Conforme a nuvem de poeira foi se dissipando graças ao vento da tempestade que viria a seguir, um vulto negro de aproximadamente dois metros de altura entrou em seu campo de visão e foi pego pelo scanner, detectando sua silhueta com precisão. Tinha os ombros largos e os braços compridos, desproporcionais, e a cabeça pequena demais para o corpo. Sua cintura lembrava a de um manequim, tão fina que era.

A névoa então tornou-se tão fina que o sistema de Mekare pode compreender o que estava de pé, ali, diante dela. Era uma androide, mas uma androide muito, muito velha, mais velha até que Negasjatingaron: seus circuitos estavam todos à mostra, seu busto de ferro era como uma armadura velha protegendo a parte importante do esqueleto: o peito, que guardava grande parte dos componentes mais importantes e funcionava como a CPU, diferente de Mekare que tinha sua parte mais importante protegida pelo crânio de metal.

Outra característica estranha daquele velho autômato era a borracha negra remendada que recobria sua nuca, seu pescoço, as laterais do rosto, os ombros e o colo. Um capacete protegia a parte superior de seu crânio cibernético onde as engrenagens giravam ruidosamente, por baixo dele escapavam fios de cabelo artificial escuros, sedosos e brilhantes, mechas curtas e repicadas. O que ficava à mostra – aparentemente a única coisa conservada naquela sucata ambulante – eram as feições humanas do nariz, dos lábios e do queixo. Uma pinta escura sobressaía sutilmente acima da carnuda boca vermelha. Seria um rosto sedutor se não tivesse os olhos cobertos pelo capacete: seu visor de metal possuía dois glóbulos de vidro vermelhos, um pequeno e um grande juntos num único lado da face.

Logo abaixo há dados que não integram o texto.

//! Display-label truncation.

use unicode_segmentation::UnicodeSegmentation;
use unicode_width::UnicodeWidthStr;

/// Maximum display columns a navigation label occupies before truncation.
pub const NAV_LABEL_MAX: usize = 32;

/// Clip `label` to at most `max_width` display columns, ending in `…` when
/// anything was cut.
///
/// Grapheme-aware: combining sequences are never split, and wide glyphs count
/// their real column width. A label that already fits is returned verbatim.
#[must_use]
pub fn truncate_label(label: &str, max_width: usize) -> String {
    if label.width() <= max_width {
        return label.to_owned();
    }

    let budget = max_width.saturating_sub(1);
    let mut out = String::new();
    let mut used = 0usize;
    for grapheme in label.graphemes(true) {
        let w = grapheme.width();
        if used + w > budget {
            break;
        }
        out.push_str(grapheme);
        used += w;
    }
    out.push('…');
    out
}

#[cfg(test)]
mod tests {
    use super::*;

    #[test]
    fn short_labels_pass_through() {
        assert_eq!(truncate_label("Tavern", 32), "Tavern");
        assert_eq!(truncate_label("", 32), "");
    }

    #[test]
    fn exact_fit_is_not_truncated() {
        let label = "a".repeat(32);
        assert_eq!(truncate_label(&label, 32), label);
    }

    #[test]
    fn long_labels_end_in_ellipsis_within_budget() {
        let label = "The Endless Halls of the Mountain King, Lower Galleries";
        let clipped = truncate_label(label, 32);
        assert!(clipped.ends_with('…'));
        assert!(clipped.width() <= 32);
    }

    #[test]
    fn wide_glyphs_count_their_columns() {
        // Each ideograph is two columns wide.
        let label = "地下城".repeat(8);
        let clipped = truncate_label(&label, 10);
        assert!(clipped.width() <= 10);
        assert!(clipped.ends_with('…'));
    }

    #[test]
    fn zero_budget_degrades_to_ellipsis() {
        assert_eq!(truncate_label("abc", 0), "…");
    }
}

Aquilo lembrava, de forma mórbida, os olhos de uma aranha que acabara de apanhar a mosca em sua teia.

Num rápido movimento, ela apanhou Mekare pelo pescoço e a ergueu no ar. Por mais que ela lutasse com todas as forças, aquela coisa que a havia apanhado era muito mais poderosa que ela. Meroke tentou intervir na batalha mas foi feito em pedaços antes mesmo de estar próximo o suficiente: foi pego no ar por uma espécie de escudo invisível que o desmontou como um boneco velho de plástico. Mekare estava completamente perdida, Meroke era tão forte quanto ela e fora destruído em poucos segundos sem sequer ter aproximado o bastante! Aquilo doeu fundo em algum lugar. Se ela possuísse uma alma, talvez sentiria a morte do irmão, se ela possuísse lágrimas talvez choraria ao ver a cabeça de metal com o rosto tão semelhante ao seu rolando aos seus pés. Mas aquilo só parece aumentar sua fúria e fazê-la contorcer-se mais.

- Você é Cvalda – não foi uma pergunta, foi uma afirmação.

- Calada – disse, friamente, a velha androide que a engasgava – você não vai levá-la de mim, nunca mais. Eu permiti isso uma vez, não permitirei de novo. Ela é minha, somente minha.

- Me devolva meu cartão de memória! Eu ordeno!

- Você não ordena nada, você é uma máquina como eu, não exerce nenhum poder sobre mim.

- Eu quero meu cartão de memória!

- Nunca foi seu. Estas memórias são minhas. Nunca foram suas, você as roubou de mim.

E antes que Mekare pudesse retrucar, foi atirada no ar como isca para gaivotas e apanhada pela bocarra cheia de dentes de Midgardsormen.



● ● ●

Primeiro seu corpo – à prova de fogo, graças aos atributos de sua pele perolada repelente de calor e umidade – desceu rolando um tubo em chamas. Tudo era inferno ao seu redor, seu collant logo derreteu e tornou-se um nada, seus cabelos chamuscaram perigosamente em seguida. Sem alternativa, ela socou a lateral daquele tubo da morte antes que ela despencasse num profundo túnel repleto de serras e compressores de sucata que picotavam e amassavam o metal derretido para transformá-lo em globos maciços. Estes eram acumulados no último vagão de Midgardsormen e “desovados” por assim dizer, logo em seguida.

Arrastou-se para fora dele e ativou p mecanismo de nano-heal: micro-organismos cibernéticos reconstruíram seus cabelos, seus cílios e seu collant num piscar de olhos. Só percebeu depois que estava numa tubulação paralela anteriormente usada para reparos no processador de sucata, e sem pensar duas vezes, socou a lateral interna dele até que um grande rasgo abriu-se para o céu aberto.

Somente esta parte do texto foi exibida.